--- GIVEN RECORDS ---

#[cfg_attr(feature = "openapi", utoipa::path(
    post,
    path = "/notifications/admin/test",
    request_body = TestNotificationRequest,
    responses((status = 200, description = "Delivery report", body = SendReport)),
    tag = "Notifications Admin"
))]
pub async fn test_notification_handler(
    State(state): State<Arc<NotificationState>>,
    AdminUser(admin): AdminUser,
    Json(payload): Json<TestNotificationRequest>,
) -> ApiResult<SendReport> {
    let target = payload
        .user_id
        .filter(|id| !id.trim().is_empty())
        .unwrap_or_else(|| admin.id.clone());

    let report = state
        .service
        .send_test_notification(&target, Some(&admin.id))
        .await?;
    Ok(ApiResponse::ok("Test notification sent successfully", report))
}

/// Body: `{"eventType": ..., "eventData": {...}}` where the event type is one of
/// `new_message`, `pet_inquiry`, `new_follower` or `post_liked`.
#[cfg_attr(feature = "openapi", utoipa::path(
    post,
    path = "/notifications/admin/event",
    responses(
        (status = 200, description = "Delivery report", body = SendReport),
        (status = 422, description = "Unknown event type or missing event fields")
    ),
    tag = "Notifications Admin"
))]
pub async fn event_notification_handler(
    State(state): State<Arc<NotificationState>>,
    AdminUser(admin): AdminUser,
    Json(event): Json<NotificationEvent>,
) -> ApiResult<SendReport> {
    let report = state
        .service
        .send_event_notification(event, Some(&admin.id))
        .await?;
    Ok(ApiResponse::ok("Event notification sent successfully", report))
}

#[cfg_attr(feature = "openapi", utoipa::path(
    get,
    path = "/notifications/admin/all-notifications",
    params(AllNotificationsQuery),
    responses(
        (status = 200, description = "Every notification, newest first", body = NotificationListing)
    ),
    tag = "Notifications Admin"
))]
pub async fn all_notifications_handler(
    State(state): State<Arc<NotificationState>>,
    AdminUser(_admin): AdminUser,
    Query(query): Query<AllNotificationsQuery>,
) -> ApiResult<NotificationListing> {
    let filter = NotificationFilter {
        status: query.status,
        notification_type: query.notification_type,
    };
    let listing = state
        .service
        .list_all_notifications(filter, query.page, query.limit)
        .await?;
    Ok(ApiResponse::ok(
        "All notifications retrieved successfully",
        listing,
    ))
}

#[cfg_attr(feature = "openapi", utoipa::path(
    put,
    path = "/notifications/admin/{id}/cancel",
    params(("id" = String, Path, description = "Notification id")),
    responses(
        (status = 200, description = "Cancelled notification", body = Notification),
        (status = 400, description = "Not in scheduled status"),
        (status = 404, description = "Unknown id")
    ),
    tag = "Notifications Admin"
))]
pub async fn cancel_scheduled_handler(
    State(state): State<Arc<NotificationState>>,
    AdminUser(admin): AdminUser,
    Path(id): Path<String>,
) -> ApiResult<Notification> {
    let notification = state.service.cancel_scheduled(&id).await?;
    info!("Scheduled notification {} cancelled by {}", id, admin.id);
    Ok(ApiResponse::ok(
        "Scheduled notification cancelled successfully",
        notification,
    ))
}

#[cfg_attr(feature = "openapi", utoipa::path(
    get,
    path = "/notifications/admin/analytics",
    params(AnalyticsQuery),
    responses(
        (status = 200, description = "Counts per type and status, and per day",
         body = NotificationAnalytics)
    ),
    tag = "Notifications Admin"
))]
pub async fn analytics_handler(
    State(state): State<Arc<NotificationState>>,
    AdminUser(_admin): AdminUser,
    Query(query): Query<AnalyticsQuery>,
) -> ApiResult<NotificationAnalytics> {
    let analytics = state.service.get_analytics(query.date_range).await?;
    Ok(ApiResponse::ok("Analytics retrieved successfully", analytics))
}

#[cfg_attr(feature = "openapi", utoipa::path(
    get,
    path = "/notifications/admin/jobs",
    responses((status = 200, description = "Background job status", body = [JobStatus])),
    tag = "Notifications Admin"
))]
pub async fn jobs_status_handler(
    State(state): State<Arc<NotificationState>>,
    AdminUser(_admin): AdminUser,
) -> ApiResult<Vec<JobStatus>> {
    let jobs = state
        .scheduler
        .as_ref()
        .map(|scheduler| scheduler.jobs_status())
        .unwrap_or_default();
    Ok(ApiResponse::ok("Jobs status retrieved successfully", jobs))
}

/// Runs one scheduled-notification pass now, even when the background jobs are disabled.
#[cfg_attr(feature = "openapi", utoipa::path(
    post,
    path = "/notifications/admin/jobs/trigger",
    responses((status = 200, description = "Whether the pass completed", body = TriggerResponse)),
    tag = "Notifications Admin"
))]
pub async fn trigger_jobs_handler(
    State(state): State<Arc<NotificationState>>,
    AdminUser(admin): AdminUser,
) -> ApiResult<TriggerResponse> {
    info!("Scheduled pass triggered by {}", admin.id);
    let triggered = match &state.scheduler {
        Some(scheduler) => scheduler.trigger_scheduled_processing().await,
        None => state.service.process_scheduled_notifications().await.is_ok(),
    };
    Ok(ApiResponse::ok(
        "Scheduled processing triggered",
        TriggerResponse { triggered },
    ))
}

---

* **WHAT IS REQUIRED**
Answer with one number, namely how many lines of the material hold the string "NotificationAnalytics".

* **ANSWER TO THIS PROBLEM**
2